At the time of her death, Klaas had been divorced from Medley for about four years and remarried. Officials ruled out her new husband as a suspect, according to CBS Los Angeles.

In 2011, a "familial DNA" search was conducted for the first time.

The technique had emerged in recent years as a way for investigators to search for "close-to-perfect matches" among relatives of a convict, The Washington Post reported in 2008.

However, the technique also attracted criticism and ethical questions from those who argue that family members could become "genetic informants" without consent.

"If practiced routinely, we would be subjecting hundreds of thousands of innocent people who happen to be relatives of individuals in the FBI database to lifelong genetic surveillance," Tania Simoncelli, science adviser to the American Civil Liberties Union, told The Post at the time.

The search turned up nothing. But unknown to them at the time, a man related to Troyer had committed a "qualifying crime" that would soon result in his own DNA being collected and uploaded into the federal database.

Last year, investigators ran one more familial DNA search. This time, they came up with a match. Based on additional evidence, detectives say they determined Troyer was the man who had killed Klaas in 1976.

Though they were unsure of an exact motive, investigators found Troyer had a relative who lived near Klaas, which would have explained why he was in the area, McDonnell said.

On Monday, Darrin Medley, Klaas' older son, said he was grateful to the investigators for allowing them to "experience the joy of closure."

"I couldn't be more blown away with the technology," Darrin Medley said. "I want to give hope to other families that this kind of technology can be utilized to identify criminals. It's extremely important."

Bill Medley said he had been grappling with the unsolved case over the last 40 years, and at some point "came to terms" with the thought that it would never be solved.

"There's been a voice in the back of my head, probably Karen, telling me since about 20 years ago, 'Drop it. Let it go.
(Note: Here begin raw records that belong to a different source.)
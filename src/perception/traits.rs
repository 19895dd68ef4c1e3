use async_trait::async_trait;

use crate::errors::PilotResult;
use crate::perception::types::{CaptureRequest, Observation, ScreenSize};

/// Capture collaborator: produces the still image the model looks at.
#[async_trait]
pub trait ScreenCapture: Send + Sync {
    async fn capture(&self, request: CaptureRequest) -> PilotResult<Observation>;

    /// Full-resolution size of the captured display in physical pixels.
    fn physical_size(&self) -> PilotResult<ScreenSize>;
}
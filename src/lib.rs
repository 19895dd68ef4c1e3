pub mod agent_engine;
pub mod config;
pub mod errors;
pub mod evaluation;
pub mod executor;
pub mod llm;
pub mod perception;

/// Install the global subscriber. `RUST_LOG` wins over `default_filter`.
pub fn init_tracing(default_filter: &str) {
    tracing_subscriber::fmt()
        .with_env_filter(
            tracing_subscriber::EnvFilter::try_from_default_env()
                .unwrap_or_else(|_| tracing_subscriber::EnvFilter::new(default_filter)),
        )
        .with_target(false)
        .init();
}
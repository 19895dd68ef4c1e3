// Raw model text → validated `AgentTurn`.
//
// Extraction isolates one JSON object from whatever the model wrapped it
// in. Validation decodes and schema-checks it. Every failure along the way
// is a `ParseFailure`, and `parse_turn` is the only place that turns a
// failure into the synthetic `done`/failed turn the loop consumes.
use std::sync::OnceLock;

use regex::Regex;
use serde_json::{Map, Value};
use thiserror::Error;

use crate::agent_engine::state::{Action, ActionKind, AgentTurn, TurnStatus};

const NO_THOUGHT: &str = "No thought provided";
const PREVIEW_CHARS: usize = 200;

fn think_block_re() -> &'static Regex {
    static RE: OnceLock<Regex> = OnceLock::new();
    RE.get_or_init(|| Regex::new(r"(?s)<think>.*?</think>").expect("valid regex"))
}

fn think_marker_re() -> &'static Regex {
    static RE: OnceLock<Regex> = OnceLock::new();
    RE.get_or_init(|| Regex::new(r"/no_think|/think").expect("valid regex"))
}

fn step_prefix_re() -> &'static Regex {
    static RE: OnceLock<Regex> = OnceLock::new();
    RE.get_or_init(|| Regex::new(r"(?i)^(?:步骤|step)\s*\d+\s*[:：]\s*").expect("valid regex"))
}

fn fenced_object_re() -> &'static Regex {
    static RE: OnceLock<Regex> = OnceLock::new();
    RE.get_or_init(|| Regex::new(r"```(?:json)?\s*(\{[\s\S]*?\})\s*```").expect("valid regex"))
}

/// Everything that can go wrong between raw text and a valid turn.
#[derive(Debug, Error)]
pub enum ParseFailure {
    #[error("no JSON object found")]
    Extraction { preview: String },

    #[error("malformed JSON: {0}")]
    Decode(#[from] serde_json::Error),

    #[error("response is not a JSON object: {found}")]
    Schema { found: &'static str },

    #[error("invalid action format: {found}")]
    InvalidAction { thought: String, found: &'static str },

    #[error("unknown action type: {kind}")]
    UnknownKind { thought: String, kind: String },

    #[error("invalid params for {kind}: {reason}")]
    InvalidParams {
        thought: String,
        kind: ActionKind,
        reason: String,
    },
}

impl ParseFailure {
    /// The single conversion from a parse failure to a terminal turn.
    pub fn into_turn(self) -> AgentTurn {
        let (thought, message) = match self {
            ParseFailure::Extraction { preview } => (
                format!("Failed to find JSON in response: {preview}"),
                "Parse error: No JSON found".to_string(),
            ),
            ParseFailure::Decode(e) => (
                format!("Failed to parse JSON: {e}"),
                format!("JSON parse error: {e}"),
            ),
            ParseFailure::Schema { found } => (
                format!("Response is not a JSON object: {found}"),
                "Invalid response format".to_string(),
            ),
            ParseFailure::InvalidAction { thought, found } => {
                (thought, format!("Invalid action format: {found}"))
            }
            ParseFailure::UnknownKind { thought, kind } => {
                (thought, format!("Unknown action type: {kind}"))
            }
            ParseFailure::InvalidParams { thought, kind, reason } => {
                (thought, format!("Invalid params: {kind}: {reason}"))
            }
        };
        AgentTurn {
            thought,
            action: Action::done(message),
            status: TurnStatus::Failed,
        }
    }
}

/// Isolate the candidate JSON object in `text`.
///
/// Reasoning blocks and think markers are dropped, then a leading
/// "Step N:" prefix. A fenced block wins over bare objects; otherwise the
/// first balanced `{…}` span is returned.
pub fn extract_json(text: &str) -> Option<String> {
    let cleaned = think_block_re().replace_all(text, "");
    let cleaned = think_marker_re().replace_all(&cleaned, "");
    let cleaned = cleaned.trim();
    let cleaned = step_prefix_re().replace(cleaned, "");
    let cleaned = cleaned.trim();

    if let Some(caps) = fenced_object_re().captures(cleaned) {
        return caps.get(1).map(|m| m.as_str().to_string());
    }

    first_balanced_object(cleaned).map(str::to_string)
}

/// First `{…}` span whose braces balance. Braces inside JSON string
/// literals are not counted.
fn first_balanced_object(text: &str) -> Option<&str> {
    let mut depth = 0usize;
    let mut start = None;
    let mut in_string = false;
    let mut escaped = false;

    for (i, b) in text.bytes().enumerate() {
        if in_string {
            match b {
                _ if escaped => escaped = false,
                b'\\' => escaped = true,
                b'"' => in_string = false,
                _ => {}
            }
            continue;
        }
        match b {
            b'"' if depth > 0 => in_string = true,
            b'{' => {
                if depth == 0 {
                    start = Some(i);
                }
                depth += 1;
            }
            // A stray closer before any opener is noise.
            b'}' if depth > 0 => {
                depth -= 1;
                if depth == 0 {
                    if let Some(s) = start {
                        return Some(&text[s..=i]);
                    }
                }
            }
            _ => {}
        }
    }
    None
}

/// Decode and schema-check one candidate.
pub fn validate(candidate: Option<&str>, raw: &str) -> Result<AgentTurn, ParseFailure> {
    let candidate = candidate.ok_or_else(|| ParseFailure::Extraction {
        preview: preview(raw),
    })?;

    let data: Value = serde_json::from_str(candidate)?;
    let Value::Object(mut data) = data else {
        return Err(ParseFailure::Schema {
            found: json_type_name(&data),
        });
    };

    let thought = match data.remove("thought") {
        Some(Value::String(s)) => s,
        Some(Value::Null) | None => NO_THOUGHT.to_string(),
        Some(other) => other.to_string(),
    };

    let status = match data.get("status") {
        None | Some(Value::Null) => TurnStatus::InProgress,
        Some(Value::String(s)) => TurnStatus::parse(s).unwrap_or_else(|| {
            tracing::warn!(status = %s, "unrecognised status, treating as in_progress");
            TurnStatus::InProgress
        }),
        Some(other) => {
            tracing::warn!(status = %other, "non-string status, treating as in_progress");
            TurnStatus::InProgress
        }
    };

    let mut action_obj = match data.remove("action") {
        Some(Value::Object(obj)) => obj,
        Some(other) => {
            return Err(ParseFailure::InvalidAction {
                thought,
                found: json_type_name(&other),
            })
        }
        None => {
            return Err(ParseFailure::InvalidAction {
                thought,
                found: "missing",
            })
        }
    };

    let kind = match action_obj.remove("type") {
        Some(Value::String(tag)) => match tag.parse::<ActionKind>() {
            Ok(kind) => kind,
            Err(tag) => return Err(ParseFailure::UnknownKind { thought, kind: tag }),
        },
        Some(other) => {
            return Err(ParseFailure::UnknownKind {
                thought,
                kind: other.to_string(),
            })
        }
        None => {
            return Err(ParseFailure::InvalidAction {
                thought,
                found: "action without type",
            })
        }
    };

    let params = match action_obj.remove("params") {
        None | Some(Value::Null) => Value::Object(Map::new()),
        Some(obj @ Value::Object(_)) => obj,
        Some(other) => {
            return Err(ParseFailure::InvalidParams {
                thought,
                kind,
                reason: format!("params must be an object, got {}", json_type_name(&other)),
            })
        }
    };

    let action = Action::from_params(kind, params).map_err(|e| ParseFailure::InvalidParams {
        thought: thought.clone(),
        kind,
        reason: e.to_string(),
    })?;

    Ok(AgentTurn {
        thought,
        action,
        status,
    })
}

/// Raw model text → turn. Never fails: every error becomes a terminal
/// `done` action with status `failed`.
pub fn parse_turn(raw: &str) -> AgentTurn {
    let candidate = extract_json(raw);
    match validate(candidate.as_deref(), raw) {
        Ok(turn) => {
            tracing::debug!(kind = %turn.action.kind(), status = ?turn.status, "turn validated");
            turn
        }
        Err(failure) => {
            tracing::warn!(error = %failure, "model response rejected");
            failure.into_turn()
        }
    }
}

fn preview(raw: &str) -> String {
    raw.chars().take(PREVIEW_CHARS).collect()
}

fn json_type_name(v: &Value) -> &'static str {
    match v {
        Value::Null => "null",
        Value::Bool(_) => "bool",
        Value::Number(_) => "number",
        Value::String(_) => "string",
        Value::Array(_) => "array",
        Value::Object(_) => "object",
    }
}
This guy is either dead or he's in prison,'" he said. "It's just nice to close the book on this."

Bill Medley added that Klaas remained one of his best friends even after their divorce, about four years before her death.

"We miss Karen and the most important thing is the boys didn't get to grow up with their mother," he said. "She would have been an incredible grandma [as well]. She was a wonderful, wonderful girl."

Los Angeles County District Attorney Jackie Lacey told reporters Monday that familial DNA was used only as "a last resort" for serious cases in which all investigative leads were exhausted.

The Klaas case was only the second in the county in which investigators had identified a suspect using familial DNA, she said. The first was in 2010, when the technique was used to identify Lonnie David Franklin Jr. as the "Grim Sleeper" serial killer.

"We receive a handful of requests from law enforcement each year and we thoroughly vet them," Lacey said. "Here, we knew a violent sexual predator could still be out there eluding law enforcement . . . I'm proud that my office remains a national leader in the use of familial DNA to solve cold cases and bring justice to victim's families even when we can no longer prosecute the offender."